• [Exercise description]:
Scan the listing below for the string "ContainerAsync" and copy each line where it turns up.
▬▬▬▬▬▬
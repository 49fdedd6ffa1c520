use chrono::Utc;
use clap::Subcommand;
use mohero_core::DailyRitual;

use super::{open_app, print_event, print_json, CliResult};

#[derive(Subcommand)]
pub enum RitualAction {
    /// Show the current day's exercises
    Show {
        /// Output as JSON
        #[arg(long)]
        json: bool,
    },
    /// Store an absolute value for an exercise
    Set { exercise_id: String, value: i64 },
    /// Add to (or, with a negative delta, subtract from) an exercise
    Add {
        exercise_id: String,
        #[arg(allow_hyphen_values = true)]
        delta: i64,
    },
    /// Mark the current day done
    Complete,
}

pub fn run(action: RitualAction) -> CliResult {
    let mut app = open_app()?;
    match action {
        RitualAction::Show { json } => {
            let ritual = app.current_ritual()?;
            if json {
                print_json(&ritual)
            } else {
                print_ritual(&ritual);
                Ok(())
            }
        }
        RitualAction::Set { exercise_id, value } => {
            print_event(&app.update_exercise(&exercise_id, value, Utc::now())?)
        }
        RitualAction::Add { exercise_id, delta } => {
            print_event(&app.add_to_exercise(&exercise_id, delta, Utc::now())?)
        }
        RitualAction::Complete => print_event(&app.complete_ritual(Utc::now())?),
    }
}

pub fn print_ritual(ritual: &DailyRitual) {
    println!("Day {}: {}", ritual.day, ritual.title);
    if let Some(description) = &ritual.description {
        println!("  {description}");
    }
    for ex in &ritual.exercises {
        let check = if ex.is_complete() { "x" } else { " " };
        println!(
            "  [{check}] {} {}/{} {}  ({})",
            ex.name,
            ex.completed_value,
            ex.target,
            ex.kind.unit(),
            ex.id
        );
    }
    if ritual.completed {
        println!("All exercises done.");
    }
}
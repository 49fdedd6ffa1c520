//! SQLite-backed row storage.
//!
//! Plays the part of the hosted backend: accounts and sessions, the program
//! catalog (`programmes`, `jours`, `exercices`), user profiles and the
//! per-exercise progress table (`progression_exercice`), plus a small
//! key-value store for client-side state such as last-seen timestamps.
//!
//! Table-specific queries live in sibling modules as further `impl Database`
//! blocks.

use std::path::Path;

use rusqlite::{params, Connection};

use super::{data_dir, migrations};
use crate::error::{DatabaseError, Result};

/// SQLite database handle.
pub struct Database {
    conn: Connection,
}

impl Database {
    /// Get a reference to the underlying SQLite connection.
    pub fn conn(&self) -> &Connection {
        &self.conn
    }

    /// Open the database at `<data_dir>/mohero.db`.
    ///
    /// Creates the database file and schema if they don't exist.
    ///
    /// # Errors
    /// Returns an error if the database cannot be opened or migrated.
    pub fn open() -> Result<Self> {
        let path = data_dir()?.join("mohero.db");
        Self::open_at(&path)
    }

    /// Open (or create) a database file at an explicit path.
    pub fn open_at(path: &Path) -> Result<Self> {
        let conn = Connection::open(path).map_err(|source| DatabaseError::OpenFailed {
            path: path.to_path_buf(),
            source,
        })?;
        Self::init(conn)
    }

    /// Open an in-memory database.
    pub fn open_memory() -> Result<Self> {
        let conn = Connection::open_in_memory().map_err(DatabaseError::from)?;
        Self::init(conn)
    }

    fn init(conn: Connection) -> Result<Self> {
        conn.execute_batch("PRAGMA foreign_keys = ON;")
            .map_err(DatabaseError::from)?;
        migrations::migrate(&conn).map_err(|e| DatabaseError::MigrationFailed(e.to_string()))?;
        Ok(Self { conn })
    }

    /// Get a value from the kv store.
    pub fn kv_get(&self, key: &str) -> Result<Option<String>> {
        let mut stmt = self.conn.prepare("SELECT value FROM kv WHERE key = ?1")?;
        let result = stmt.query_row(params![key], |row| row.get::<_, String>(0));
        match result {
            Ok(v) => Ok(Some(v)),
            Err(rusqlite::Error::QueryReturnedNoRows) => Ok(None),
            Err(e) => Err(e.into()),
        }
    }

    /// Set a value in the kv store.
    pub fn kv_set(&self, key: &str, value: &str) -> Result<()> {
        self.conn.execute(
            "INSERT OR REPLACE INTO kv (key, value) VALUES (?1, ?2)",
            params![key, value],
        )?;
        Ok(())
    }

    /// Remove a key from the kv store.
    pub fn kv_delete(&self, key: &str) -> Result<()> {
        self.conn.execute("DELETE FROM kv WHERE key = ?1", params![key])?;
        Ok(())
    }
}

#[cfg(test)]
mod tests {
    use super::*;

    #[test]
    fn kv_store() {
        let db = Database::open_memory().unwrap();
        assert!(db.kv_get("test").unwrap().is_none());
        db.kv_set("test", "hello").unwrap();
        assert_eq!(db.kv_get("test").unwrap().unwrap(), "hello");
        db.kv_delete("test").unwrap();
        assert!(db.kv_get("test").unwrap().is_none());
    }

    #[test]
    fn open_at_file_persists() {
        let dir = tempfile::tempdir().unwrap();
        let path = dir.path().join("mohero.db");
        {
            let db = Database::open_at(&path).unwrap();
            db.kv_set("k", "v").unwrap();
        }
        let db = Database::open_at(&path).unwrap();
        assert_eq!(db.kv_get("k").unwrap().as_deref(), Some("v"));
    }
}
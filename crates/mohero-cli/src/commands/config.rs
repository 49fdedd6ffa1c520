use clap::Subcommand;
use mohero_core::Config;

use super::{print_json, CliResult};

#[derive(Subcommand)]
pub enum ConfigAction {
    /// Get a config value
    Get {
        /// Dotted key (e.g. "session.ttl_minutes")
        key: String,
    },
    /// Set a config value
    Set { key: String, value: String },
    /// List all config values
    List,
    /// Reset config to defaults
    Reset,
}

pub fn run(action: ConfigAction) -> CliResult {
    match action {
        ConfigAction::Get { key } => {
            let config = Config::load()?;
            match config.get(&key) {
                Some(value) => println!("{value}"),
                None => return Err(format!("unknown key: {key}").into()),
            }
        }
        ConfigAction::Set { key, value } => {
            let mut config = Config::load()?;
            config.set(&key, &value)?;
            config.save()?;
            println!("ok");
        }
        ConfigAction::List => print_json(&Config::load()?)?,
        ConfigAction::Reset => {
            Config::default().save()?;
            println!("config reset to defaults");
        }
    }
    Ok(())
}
▬▬▬▬▬▬
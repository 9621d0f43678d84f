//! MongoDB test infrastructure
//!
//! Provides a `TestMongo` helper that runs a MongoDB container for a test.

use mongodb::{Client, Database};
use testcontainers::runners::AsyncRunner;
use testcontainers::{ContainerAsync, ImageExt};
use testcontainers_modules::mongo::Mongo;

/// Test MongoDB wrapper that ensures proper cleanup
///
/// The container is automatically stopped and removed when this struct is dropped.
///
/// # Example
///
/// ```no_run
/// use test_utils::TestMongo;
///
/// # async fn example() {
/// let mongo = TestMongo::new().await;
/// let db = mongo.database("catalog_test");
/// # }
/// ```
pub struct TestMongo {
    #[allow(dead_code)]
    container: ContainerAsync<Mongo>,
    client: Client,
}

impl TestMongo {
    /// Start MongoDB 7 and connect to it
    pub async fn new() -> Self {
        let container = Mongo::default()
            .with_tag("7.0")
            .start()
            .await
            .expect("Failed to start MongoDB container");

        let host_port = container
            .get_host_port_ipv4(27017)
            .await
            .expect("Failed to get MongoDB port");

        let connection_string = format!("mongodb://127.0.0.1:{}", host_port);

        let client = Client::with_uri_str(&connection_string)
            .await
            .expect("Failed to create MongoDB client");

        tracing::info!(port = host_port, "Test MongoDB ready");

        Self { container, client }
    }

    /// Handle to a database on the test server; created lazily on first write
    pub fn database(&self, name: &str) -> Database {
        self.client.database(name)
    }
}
▬▬▬▬▬▬
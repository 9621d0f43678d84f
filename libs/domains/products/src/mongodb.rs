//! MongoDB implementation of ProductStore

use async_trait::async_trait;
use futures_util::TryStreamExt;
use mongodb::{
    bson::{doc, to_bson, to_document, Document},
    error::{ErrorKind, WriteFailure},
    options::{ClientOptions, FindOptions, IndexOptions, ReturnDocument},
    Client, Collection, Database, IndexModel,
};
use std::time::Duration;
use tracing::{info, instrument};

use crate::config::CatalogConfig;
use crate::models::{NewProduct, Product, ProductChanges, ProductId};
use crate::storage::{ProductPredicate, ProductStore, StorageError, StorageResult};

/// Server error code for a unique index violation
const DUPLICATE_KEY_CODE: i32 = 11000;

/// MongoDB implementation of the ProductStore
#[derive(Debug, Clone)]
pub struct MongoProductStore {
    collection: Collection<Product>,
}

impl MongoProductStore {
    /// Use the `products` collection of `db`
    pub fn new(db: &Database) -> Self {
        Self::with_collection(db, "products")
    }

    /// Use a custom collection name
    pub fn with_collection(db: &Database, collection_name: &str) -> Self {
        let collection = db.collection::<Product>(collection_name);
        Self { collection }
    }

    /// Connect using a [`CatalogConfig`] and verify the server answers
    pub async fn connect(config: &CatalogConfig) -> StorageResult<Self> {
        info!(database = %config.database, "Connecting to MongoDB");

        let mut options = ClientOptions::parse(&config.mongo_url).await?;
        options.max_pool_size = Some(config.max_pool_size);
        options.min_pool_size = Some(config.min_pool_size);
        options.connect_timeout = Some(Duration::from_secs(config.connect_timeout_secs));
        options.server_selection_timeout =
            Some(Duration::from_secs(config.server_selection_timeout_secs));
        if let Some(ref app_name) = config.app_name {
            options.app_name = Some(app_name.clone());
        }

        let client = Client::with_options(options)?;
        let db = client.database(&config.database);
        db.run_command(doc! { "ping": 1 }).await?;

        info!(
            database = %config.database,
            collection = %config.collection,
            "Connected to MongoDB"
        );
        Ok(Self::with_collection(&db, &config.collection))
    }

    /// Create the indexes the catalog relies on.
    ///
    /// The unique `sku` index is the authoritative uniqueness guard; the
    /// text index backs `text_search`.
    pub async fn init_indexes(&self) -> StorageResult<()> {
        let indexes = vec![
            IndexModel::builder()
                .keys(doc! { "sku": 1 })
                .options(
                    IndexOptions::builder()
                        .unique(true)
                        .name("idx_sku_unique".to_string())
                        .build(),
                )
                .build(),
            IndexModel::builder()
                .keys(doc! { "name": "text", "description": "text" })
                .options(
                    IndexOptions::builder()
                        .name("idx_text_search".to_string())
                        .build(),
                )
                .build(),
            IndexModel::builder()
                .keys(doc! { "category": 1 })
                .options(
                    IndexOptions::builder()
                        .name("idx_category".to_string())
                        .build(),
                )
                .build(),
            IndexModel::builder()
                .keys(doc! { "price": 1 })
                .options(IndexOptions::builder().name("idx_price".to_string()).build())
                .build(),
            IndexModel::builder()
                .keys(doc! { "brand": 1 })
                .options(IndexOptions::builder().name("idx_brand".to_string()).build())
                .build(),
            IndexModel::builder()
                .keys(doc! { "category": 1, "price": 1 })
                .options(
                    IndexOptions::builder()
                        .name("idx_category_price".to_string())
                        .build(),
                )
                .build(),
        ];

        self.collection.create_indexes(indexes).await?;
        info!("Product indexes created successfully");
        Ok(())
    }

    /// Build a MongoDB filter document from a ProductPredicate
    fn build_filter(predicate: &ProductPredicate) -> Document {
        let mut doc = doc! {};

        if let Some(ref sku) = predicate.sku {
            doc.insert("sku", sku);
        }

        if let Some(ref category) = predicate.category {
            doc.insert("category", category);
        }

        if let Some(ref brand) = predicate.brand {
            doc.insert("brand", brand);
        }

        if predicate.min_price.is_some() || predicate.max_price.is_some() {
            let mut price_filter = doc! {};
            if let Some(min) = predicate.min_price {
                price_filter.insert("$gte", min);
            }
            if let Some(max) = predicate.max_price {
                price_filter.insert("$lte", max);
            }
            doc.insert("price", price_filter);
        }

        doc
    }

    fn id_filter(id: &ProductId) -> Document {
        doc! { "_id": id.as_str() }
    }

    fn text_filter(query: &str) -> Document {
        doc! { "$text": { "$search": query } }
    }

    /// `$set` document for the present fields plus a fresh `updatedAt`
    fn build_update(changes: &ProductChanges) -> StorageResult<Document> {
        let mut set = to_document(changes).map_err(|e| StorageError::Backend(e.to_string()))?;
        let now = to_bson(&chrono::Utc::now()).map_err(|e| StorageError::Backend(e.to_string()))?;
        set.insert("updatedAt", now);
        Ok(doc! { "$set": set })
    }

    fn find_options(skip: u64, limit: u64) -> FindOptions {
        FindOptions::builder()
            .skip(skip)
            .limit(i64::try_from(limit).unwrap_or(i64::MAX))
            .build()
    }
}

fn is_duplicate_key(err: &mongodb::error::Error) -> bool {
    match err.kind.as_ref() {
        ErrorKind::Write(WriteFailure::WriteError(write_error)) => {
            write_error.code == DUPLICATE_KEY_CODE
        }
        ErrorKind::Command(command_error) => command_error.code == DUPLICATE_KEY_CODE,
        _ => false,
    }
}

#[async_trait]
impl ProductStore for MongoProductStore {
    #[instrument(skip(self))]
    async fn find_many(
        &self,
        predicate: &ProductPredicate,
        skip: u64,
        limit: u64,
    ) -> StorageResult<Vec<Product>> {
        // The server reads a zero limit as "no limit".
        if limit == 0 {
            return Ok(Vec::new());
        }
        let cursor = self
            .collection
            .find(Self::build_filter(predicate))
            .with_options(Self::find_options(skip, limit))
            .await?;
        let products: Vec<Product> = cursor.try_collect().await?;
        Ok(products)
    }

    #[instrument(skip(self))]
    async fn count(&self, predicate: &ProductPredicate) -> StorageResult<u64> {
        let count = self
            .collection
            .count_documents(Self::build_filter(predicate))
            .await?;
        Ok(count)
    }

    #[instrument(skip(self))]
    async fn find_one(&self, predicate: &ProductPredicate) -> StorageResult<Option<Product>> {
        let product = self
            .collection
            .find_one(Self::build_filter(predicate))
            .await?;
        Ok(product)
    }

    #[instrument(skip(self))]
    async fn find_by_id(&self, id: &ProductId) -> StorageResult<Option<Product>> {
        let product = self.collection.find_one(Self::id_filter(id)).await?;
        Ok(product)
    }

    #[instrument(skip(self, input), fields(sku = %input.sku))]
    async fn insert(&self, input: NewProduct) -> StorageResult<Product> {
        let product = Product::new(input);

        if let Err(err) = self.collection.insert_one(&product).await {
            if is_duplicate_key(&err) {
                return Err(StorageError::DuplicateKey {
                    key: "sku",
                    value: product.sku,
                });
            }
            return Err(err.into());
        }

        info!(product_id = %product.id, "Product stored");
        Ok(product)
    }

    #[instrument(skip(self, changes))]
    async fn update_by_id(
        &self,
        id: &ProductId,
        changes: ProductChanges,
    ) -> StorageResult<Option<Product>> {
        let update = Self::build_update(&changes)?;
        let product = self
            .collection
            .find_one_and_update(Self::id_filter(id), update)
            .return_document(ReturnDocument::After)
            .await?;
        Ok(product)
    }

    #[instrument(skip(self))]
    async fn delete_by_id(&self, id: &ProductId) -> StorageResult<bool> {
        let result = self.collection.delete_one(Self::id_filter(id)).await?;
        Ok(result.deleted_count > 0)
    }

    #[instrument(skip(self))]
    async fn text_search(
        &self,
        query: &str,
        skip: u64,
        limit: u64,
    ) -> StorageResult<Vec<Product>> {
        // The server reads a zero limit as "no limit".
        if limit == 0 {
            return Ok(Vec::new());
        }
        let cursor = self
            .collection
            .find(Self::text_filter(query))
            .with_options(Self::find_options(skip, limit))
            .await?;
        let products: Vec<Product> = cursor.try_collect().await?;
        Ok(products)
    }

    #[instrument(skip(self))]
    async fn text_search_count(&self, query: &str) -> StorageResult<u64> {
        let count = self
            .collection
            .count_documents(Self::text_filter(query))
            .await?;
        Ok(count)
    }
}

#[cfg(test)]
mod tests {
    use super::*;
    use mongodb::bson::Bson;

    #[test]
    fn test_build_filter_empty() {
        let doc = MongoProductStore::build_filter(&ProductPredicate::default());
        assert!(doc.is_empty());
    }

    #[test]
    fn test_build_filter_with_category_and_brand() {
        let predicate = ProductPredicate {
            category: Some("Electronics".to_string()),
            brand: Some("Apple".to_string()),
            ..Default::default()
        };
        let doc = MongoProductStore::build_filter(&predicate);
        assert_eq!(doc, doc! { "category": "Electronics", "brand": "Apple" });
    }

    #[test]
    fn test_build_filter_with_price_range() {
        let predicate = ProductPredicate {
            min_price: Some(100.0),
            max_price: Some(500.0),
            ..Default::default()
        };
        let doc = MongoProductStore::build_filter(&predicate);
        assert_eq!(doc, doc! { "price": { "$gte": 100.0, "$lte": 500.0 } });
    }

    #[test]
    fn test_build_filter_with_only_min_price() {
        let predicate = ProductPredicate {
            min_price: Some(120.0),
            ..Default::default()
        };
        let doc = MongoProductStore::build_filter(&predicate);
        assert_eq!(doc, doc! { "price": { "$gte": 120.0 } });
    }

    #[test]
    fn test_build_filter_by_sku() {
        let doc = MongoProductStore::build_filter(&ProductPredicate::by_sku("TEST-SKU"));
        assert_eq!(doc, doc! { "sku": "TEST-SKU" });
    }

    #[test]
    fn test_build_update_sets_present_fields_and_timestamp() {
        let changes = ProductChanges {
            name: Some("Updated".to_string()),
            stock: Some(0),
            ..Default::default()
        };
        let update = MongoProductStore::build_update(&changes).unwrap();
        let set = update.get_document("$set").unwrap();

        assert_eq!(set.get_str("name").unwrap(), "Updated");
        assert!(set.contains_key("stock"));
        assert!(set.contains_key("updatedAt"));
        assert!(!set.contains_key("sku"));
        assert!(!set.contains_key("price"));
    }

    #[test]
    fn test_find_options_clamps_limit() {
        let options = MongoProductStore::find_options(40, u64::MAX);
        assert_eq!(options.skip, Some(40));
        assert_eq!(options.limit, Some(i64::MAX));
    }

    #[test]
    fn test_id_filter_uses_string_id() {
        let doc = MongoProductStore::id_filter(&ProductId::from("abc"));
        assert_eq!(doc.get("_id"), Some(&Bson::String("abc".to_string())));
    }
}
▬▬▬▬▬▬
• [Solution to this exercise]:
use testcontainers::{ContainerAsync, ImageExt};
    container: ContainerAsync<Mongo>,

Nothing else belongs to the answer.